### WORK TO BE COMPLETED
Please repeat the lines below, exactly and only, from the one that holds "fn set_local(game: &mut" through the one that holds "pub(super) fn get_local_int(game: &mut".

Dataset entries

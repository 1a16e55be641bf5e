use std::sync::Arc;

use log::warn;

use crate::object::ObjectHandle;
use crate::registry::FunctionRecord;
use crate::types::Type;
use crate::variable::Variable;

/// Parameters, return slot and caller identity for one engine-function call.
#[derive(Debug, Clone)]
pub struct FunctionContext {
    id: u32,
    name: Arc<str>,
    return_type: Type,
    params: Vec<Variable>,
    ret: Variable,
    caller: ObjectHandle,
    triggerer: ObjectHandle,
}

impl FunctionContext {
    /// Builds the context for `record` from the parameters the interpreter
    /// supplied.
    ///
    /// Slots past the supplied ones take the record's defaults, which are
    /// aligned to the end of the signature; anything still missing gets the
    /// zero value of its declared type. `OBJECT_SELF` in any object slot is
    /// replaced by `caller`, so natives never see the placeholder.
    pub fn for_record<H>(
        record: &FunctionRecord<H>,
        supplied: Vec<Variable>,
        caller: ObjectHandle,
        triggerer: ObjectHandle,
    ) -> Self {
        let mut params = marshal_parameters(
            record.name(),
            record.parameters(),
            record.defaults(),
            supplied,
        );
        for param in &mut params {
            if let Variable::Object(handle) = param {
                if handle.is_self() {
                    *handle = caller;
                }
            }
        }
        Self {
            id: record.id(),
            name: record.shared_name(),
            return_type: record.return_type(),
            params,
            ret: Variable::zero(record.return_type()),
            caller,
            triggerer,
        }
    }

    pub fn id(&self) -> u32 {
        self.id
    }

    pub fn name(&self) -> &str {
        &self.name
    }

    pub fn return_type(&self) -> Type {
        self.return_type
    }

    pub fn param_count(&self) -> usize {
        self.params.len()
    }

    /// # Panics
    ///
    /// Panics when `index` lies outside the function's signature; that only
    /// happens when a native implementation disagrees with its registry
    /// entry.
    pub fn param(&self, index: usize) -> &Variable {
        match self.params.get(index) {
            Some(value) => value,
            None => panic!(
                "{}: parameter {index} out of range ({} declared)",
                self.name,
                self.params.len()
            ),
        }
    }

    pub fn params(&self) -> &[Variable] {
        &self.params
    }

    pub fn return_value(&self) -> &Variable {
        &self.ret
    }

    pub fn set_return(&mut self, value: impl Into<Variable>) {
        self.ret = value.into();
    }

    /// Object running the script that issued this call.
    pub fn caller(&self) -> ObjectHandle {
        self.caller
    }

    /// Object whose action caused the script to run.
    pub fn triggerer(&self) -> ObjectHandle {
        self.triggerer
    }

    pub fn into_return(self) -> Variable {
        self.ret
    }
}

fn marshal_parameters(
    name: &str,
    types: &[Type],
    defaults: &[Variable],
    mut supplied: Vec<Variable>,
) -> Vec<Variable> {
    if supplied.len() > types.len() {
        warn!(
            "{name}: dropping {} surplus parameter(s)",
            supplied.len() - types.len()
        );
        supplied.truncate(types.len());
    }

    let first_default = types.len() - defaults.len();
    let mut params = supplied;
    params.reserve(types.len() - params.len());
    for index in params.len()..types.len() {
        let value = if index >= first_default {
            defaults[index - first_default].clone()
        } else {
            Variable::zero(types[index])
        };
        params.push(value);
    }
    params
}
mod conversation;

use aurora_script::{ObjectArena, ObjectHandle, ScriptState};
use rand::rngs::StdRng;
use rand::SeedableRng;

pub use conversation::Conversation;
use conversation::{ConversationRuntime, ConversationRuntimeAdapter};

use crate::module::Module;

/// Engine state handed to every native function call.
pub struct Game {
    module: Module,
    rng: StdRng,
    conversation: ConversationRuntime,
    events: Vec<String>,
}

impl Game {
    pub fn new(module: Module, seed: u64) -> Self {
        Self {
            module,
            rng: StdRng::seed_from_u64(seed),
            conversation: ConversationRuntime::new(),
            events: Vec::new(),
        }
    }

    pub fn module(&self) -> &Module {
        &self.module
    }

    pub fn objects(&self) -> &ObjectArena {
        self.module.objects()
    }

    pub fn objects_mut(&mut self) -> &mut ObjectArena {
        self.module.objects_mut()
    }

    pub(crate) fn rng(&mut self) -> &mut StdRng {
        &mut self.rng
    }

    pub fn log_event(&mut self, event: impl Into<String>) {
        self.events.push(event.into());
    }

    pub fn events(&self) -> &[String] {
        &self.events
    }

    pub fn active_conversation(&self) -> Option<&Conversation> {
        self.conversation.active()
    }

    pub fn one_liner_count(&self) -> usize {
        self.conversation.one_liner_count()
    }

    pub(crate) fn conversation_runtime(&mut self) -> ConversationRuntimeAdapter<'_> {
        ConversationRuntimeAdapter::new(&mut self.conversation, &mut self.events)
    }

    /// Hands over every queued action in arena order and empties the queues.
    pub fn take_queued_actions(&mut self) -> Vec<(ObjectHandle, ScriptState)> {
        self.objects_mut()
            .iter_mut()
            .flat_map(|object| {
                let handle = object.handle();
                object
                    .take_queued_actions()
                    .into_iter()
                    .map(move |action| (handle, action))
            })
            .collect()
    }

    /// Destroys an in-world object. Outstanding handles to it go stale.
    pub fn destroy_object(&mut self, handle: ObjectHandle) -> bool {
        let Some(object) = self.module.remove_object(handle) else {
            return false;
        };
        self.conversation_runtime().end_involving(handle);
        self.log_event(format!("object.destroy {}", object.tag()));
        true
    }
}

#[cfg(test)]
mod tests {
    use super::*;
    use aurora_script::{Creature, ObjectType, ScriptObject};

    fn game() -> (Game, ObjectHandle, ObjectHandle) {
        let mut module = Module::new("Test", "mod_test");
        let area = module.add_area("hall", None);
        let owner = module.add_object(
            ScriptObject::new(ObjectType::Creature, "innkeeper")
                .with_area(area)
                .with_creature(Creature::default()),
        );
        let pc = module.add_object(
            ScriptObject::new(ObjectType::Creature, "player")
                .with_area(area)
                .with_creature(Creature::new(true, [10; 6])),
        );
        (Game::new(module, 7), owner, pc)
    }

    #[test]
    fn conversations_are_exclusive_and_logged() {
        let (mut game, owner, pc) = game();
        assert!(game
            .conversation_runtime()
            .begin("inn", (owner, "innkeeper"), (pc, "player")));
        assert!(!game
            .conversation_runtime()
            .begin("inn2", (owner, "innkeeper"), (pc, "player")));
        assert_eq!(
            game.active_conversation().map(|c| c.dialog.as_str()),
            Some("inn")
        );
        assert!(game
            .events()
            .iter()
            .any(|event| event == "conversation.begin inn innkeeper -> player"));
        assert!(game
            .events()
            .iter()
            .any(|event| event.starts_with("conversation.busy inn")));
    }

    #[test]
    fn destroying_a_participant_ends_the_conversation() {
        let (mut game, owner, pc) = game();
        game.conversation_runtime()
            .begin("inn", (owner, "innkeeper"), (pc, "player"));
        assert!(game.destroy_object(owner));
        assert!(game.active_conversation().is_none());
        assert!(game.objects().get(owner).is_none());
        assert!(!game.destroy_object(owner));
        let events = game.events();
        assert_eq!(events[events.len() - 2], "conversation.end inn");
        assert_eq!(events[events.len() - 1], "object.destroy innkeeper");
    }

    #[test]
    fn queued_actions_are_handed_over_once() {
        let (mut game, owner, pc) = game();
        for (handle, script) in [(pc, "k_wave"), (owner, "k_bow"), (pc, "k_sit")] {
            game.objects_mut()
                .get_mut(handle)
                .expect("participant alive")
                .queue_action(ScriptState::new(script, 0));
        }

        let taken = game.take_queued_actions();
        assert_eq!(
            taken,
            vec![
                (owner, ScriptState::new("k_bow", 0)),
                (pc, ScriptState::new("k_wave", 0)),
                (pc, ScriptState::new("k_sit", 0)),
            ]
        );
        assert!(game.take_queued_actions().is_empty());
    }

    #[test]
    fn module_object_cannot_be_destroyed() {
        let (mut game, _, _) = game();
        let module = game.module().handle();
        assert!(!game.destroy_object(module));
    }
}
use aurora_script::{
    find_nearest, find_nearest_by_tag, param_handle, param_object, param_object_mut, to_pc,
    FunctionContext, Type, Variable,
};
use log::debug;

use crate::game::Game;

// Only the object that triggered the running script is known; no history
// of earlier entries or exits is kept.
pub(super) fn get_entering_object(_game: &mut Game, ctx: &mut FunctionContext) {
    let triggerer = ctx.triggerer();
    ctx.set_return(triggerer);
}

pub(super) fn get_exiting_object(_game: &mut Game, ctx: &mut FunctionContext) {
    let triggerer = ctx.triggerer();
    ctx.set_return(triggerer);
}

pub(super) fn get_is_object_valid(game: &mut Game, ctx: &mut FunctionContext) {
    let valid = param_object(game.objects(), ctx, 0).is_some();
    ctx.set_return(valid);
}

pub(super) fn get_is_pc(game: &mut Game, ctx: &mut FunctionContext) {
    let is_pc = to_pc(param_object(game.objects(), ctx, 0)).is_some();
    ctx.set_return(is_pc);
}

pub(super) fn get_tag(game: &mut Game, ctx: &mut FunctionContext) {
    let tag = param_object(game.objects(), ctx, 0)
        .map(|object| object.tag().to_string())
        .unwrap_or_default();
    ctx.set_return(tag);
}

fn get_local(game: &Game, ctx: &mut FunctionContext, ty: Type) {
    let value = param_object(game.objects(), ctx, 0)
        .map(|object| object.locals().get(ctx.param(1).as_str(), ty))
        .unwrap_or_else(|| Variable::zero(ty));
    ctx.set_return(value);
}

fn set_local(game: &mut Game, ctx: &FunctionContext) {
    let name = ctx.param(1).as_str().to_string();
    let value = ctx.param(2).clone();
    let Some(object) = param_object_mut(game.objects_mut(), ctx, 0) else {
        debug!("{}: no object to store {name:?} on", ctx.name());
        return;
    };
    object.locals_mut().set(name, value);
}

pub(super) fn get_local_int(game: &mut Game, ctx: &mut FunctionContext) {
    get_local(game, ctx, Type::Int);
}

pub(super) fn get_local_float(game: &mut Game, ctx: &mut FunctionContext) {
    get_local(game, ctx, Type::Float);
}

pub(super) fn get_local_string(game: &mut Game, ctx: &mut FunctionContext) {
    get_local(game, ctx, Type::String);
}

pub(super) fn get_local_object(game: &mut Game, ctx: &mut FunctionContext) {
    get_local(game, ctx, Type::Object);
}

pub(super) fn set_local_int(game: &mut Game, ctx: &mut FunctionContext) {
    set_local(game, ctx);
}

pub(super) fn set_local_float(game: &mut Game, ctx: &mut FunctionContext) {
    set_local(game, ctx);
}

pub(super) fn set_local_string(game: &mut Game, ctx: &mut FunctionContext) {
    set_local(game, ctx);
}

pub(super) fn set_local_object(game: &mut Game, ctx: &mut FunctionContext) {
    set_local(game, ctx);
}

/// `GetNearestObject(type_mask, target, nth)`.
pub(super) fn get_nearest_object(game: &mut Game, ctx: &mut FunctionContext) {
    let type_mask = ctx.param(0).as_int() as u32;
    let nth = ctx.param(2).as_int();
    let nearest = param_handle(game.objects(), ctx, 1)
        .and_then(|target| find_nearest(game.objects(), type_mask, target, nth));
    ctx.set_return(nearest);
}

/// `GetNearestObjectByTag(tag, target, nth)`.
pub(super) fn get_nearest_object_by_tag(game: &mut Game, ctx: &mut FunctionContext) {
    let nth = ctx.param(2).as_int();
    let nearest = param_handle(game.objects(), ctx, 1).and_then(|target| {
        find_nearest_by_tag(game.objects(), ctx.param(0).as_str(), target, nth)
    });
    ctx.set_return(nearest);
}

#[cfg(test)]
mod tests {
    use super::super::{call_named, forest_game};
    use crate::game::Game;
    use aurora_script::{ObjectHandle, Variable, OBJECT_TYPE_ALL};

    fn handle(game: &Game, tag: &str) -> ObjectHandle {
        game.module().find_by_tag(tag).expect("tag placed")
    }

    fn call(game: &mut Game, name: &str, params: Vec<Variable>, caller: ObjectHandle) -> Variable {
        call_named(game, name, params, caller, ObjectHandle::INVALID)
    }

    #[test]
    fn nearest_object_stays_in_the_callers_area() {
        let mut game = forest_game();
        let a = handle(&game, "A");

        let nearest = call(&mut game, "GetNearestObject", vec![], a);
        assert_eq!(nearest, Variable::Object(handle(&game, "B")));

        let second = call(
            &mut game,
            "GetNearestObject",
            vec![Variable::Int(OBJECT_TYPE_ALL), Variable::Object(a), Variable::Int(2)],
            a,
        );
        assert_eq!(second, Variable::Object(handle(&game, "D")));

        let third = call(
            &mut game,
            "GetNearestObject",
            vec![Variable::Int(OBJECT_TYPE_ALL), Variable::Object(a), Variable::Int(3)],
            a,
        );
        assert_eq!(third, Variable::Object(ObjectHandle::INVALID));
    }

    #[test]
    fn nearest_object_honours_the_type_mask() {
        let mut game = forest_game();
        let a = handle(&game, "A");
        // placeable is type 7, bit 6
        let placeables = call(
            &mut game,
            "GetNearestObject",
            vec![Variable::Int(1 << 6)],
            a,
        );
        assert_eq!(placeables, Variable::Object(handle(&game, "D")));

        let creatures = call(
            &mut game,
            "GetNearestObject",
            vec![Variable::Int(1), Variable::Object(a), Variable::Int(2)],
            a,
        );
        assert_eq!(creatures, Variable::Object(ObjectHandle::INVALID));
    }

    #[test]
    fn nearest_by_tag_needs_a_tag_and_a_target() {
        let mut game = forest_game();
        let a = handle(&game, "A");
        let b = handle(&game, "B");

        let found = call(
            &mut game,
            "GetNearestObjectByTag",
            vec![Variable::from("D")],
            a,
        );
        assert_eq!(found, Variable::Object(handle(&game, "D")));

        let other_area = call(
            &mut game,
            "GetNearestObjectByTag",
            vec![Variable::from("C"), Variable::Object(b)],
            a,
        );
        assert_eq!(other_area, Variable::Object(ObjectHandle::INVALID));

        let empty = call(&mut game, "GetNearestObjectByTag", vec![Variable::from("")], a);
        assert_eq!(empty, Variable::Object(ObjectHandle::INVALID));

        let no_caller = call(
            &mut game,
            "GetNearestObjectByTag",
            vec![Variable::from("D")],
            ObjectHandle::INVALID,
        );
        assert_eq!(no_caller, Variable::Object(ObjectHandle::INVALID));
    }

    #[test]
    fn locals_round_trip_through_self() {
        let mut game = forest_game();
        let a = handle(&game, "A");
        let d = handle(&game, "D");

        call(
            &mut game,
            "SetLocalInt",
            vec![Variable::Object(ObjectHandle::SELF), Variable::from("gold"), Variable::Int(40)],
            a,
        );
        call(
            &mut game,
            "SetLocalObject",
            vec![Variable::Object(a), Variable::from("gold"), Variable::Object(d)],
            a,
        );

        let gold = call(
            &mut game,
            "GetLocalInt",
            vec![Variable::Object(a), Variable::from("gold")],
            a,
        );
        assert_eq!(gold, Variable::Int(40));
        let chest = call(
            &mut game,
            "GetLocalObject",
            vec![Variable::Object(ObjectHandle::SELF), Variable::from("gold")],
            a,
        );
        assert_eq!(chest, Variable::Object(d));
        let missing = call(
            &mut game,
            "GetLocalString",
            vec![Variable::Object(a), Variable::from("gold")],
            a,
        );
        assert_eq!(missing, Variable::from(""));
        let invalid = call(
            &mut game,
            "GetLocalFloat",
            vec![Variable::Object(ObjectHandle::INVALID), Variable::from("gold")],
            a,
        );
        assert_eq!(invalid, Variable::Float(0.0));
    }

    #[test]
    fn stored_self_names_the_object_that_stored_it() {
        let mut game = forest_game();
        let a = handle(&game, "A");
        let b = handle(&game, "B");
        let d = handle(&game, "D");

        call(
            &mut game,
            "SetLocalObject",
            vec![
                Variable::Object(d),
                Variable::from("owner"),
                Variable::Object(ObjectHandle::SELF),
            ],
            a,
        );

        let owner = call(
            &mut game,
            "GetLocalObject",
            vec![Variable::Object(d), Variable::from("owner")],
            b,
        );
        assert_eq!(owner, Variable::Object(a));
        let tag = call(&mut game, "GetTag", vec![owner], b);
        assert_eq!(tag, Variable::from("A"));
    }

    #[test]
    fn stale_handles_are_invalid() {
        let mut game = forest_game();
        let a = handle(&game, "A");
        let b = handle(&game, "B");

        let valid = call(&mut game, "GetIsObjectValid", vec![Variable::Object(b)], a);
        assert_eq!(valid, Variable::Int(1));
        assert!(game.destroy_object(b));

        let valid = call(&mut game, "GetIsObjectValid", vec![Variable::Object(b)], a);
        assert_eq!(valid, Variable::Int(0));
        let tag = call(&mut game, "GetTag", vec![Variable::Object(b)], a);
        assert_eq!(tag, Variable::from(""));
    }

    #[test]
    fn identity_queries() {
        let mut game = forest_game();
        let a = handle(&game, "A");
        let b = handle(&game, "B");

        assert_eq!(
            call(&mut game, "GetTag", vec![Variable::Object(ObjectHandle::SELF)], b),
            Variable::from("B")
        );
        assert_eq!(
            call(&mut game, "GetIsPC", vec![Variable::Object(a)], a),
            Variable::Int(1)
        );
        assert_eq!(
            call(&mut game, "GetIsPC", vec![Variable::Object(b)], a),
            Variable::Int(0)
        );
        let module = game.module().handle();
        assert_eq!(
            call(&mut game, "GetModule", vec![], a),
            Variable::Object(module)
        );
    }

    #[test]
    fn entering_and_exiting_report_the_triggerer() {
        let mut game = forest_game();
        let a = handle(&game, "A");
        let b = handle(&game, "B");
        for name in ["GetEnteringObject", "GetExitingObject"] {
            let result = call_named(&mut game, name, vec![], b, a);
            assert_eq!(result, Variable::Object(a));
        }
    }
}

### ANSWER BELOW
fn set_local(game: &mut Game, ctx: &FunctionContext) {
    let name = ctx.param(1).as_str().to_string();
    let value = ctx.param(2).clone();
    let Some(object) = param_object_mut(game.objects_mut(), ctx, 0) else {
        debug!("{}: no object to store {name:?} on", ctx.name());
        return;
    };
    object.locals_mut().set(name, value);
}

pub(super) fn get_local_int(game: &mut Game, ctx: &mut FunctionContext) {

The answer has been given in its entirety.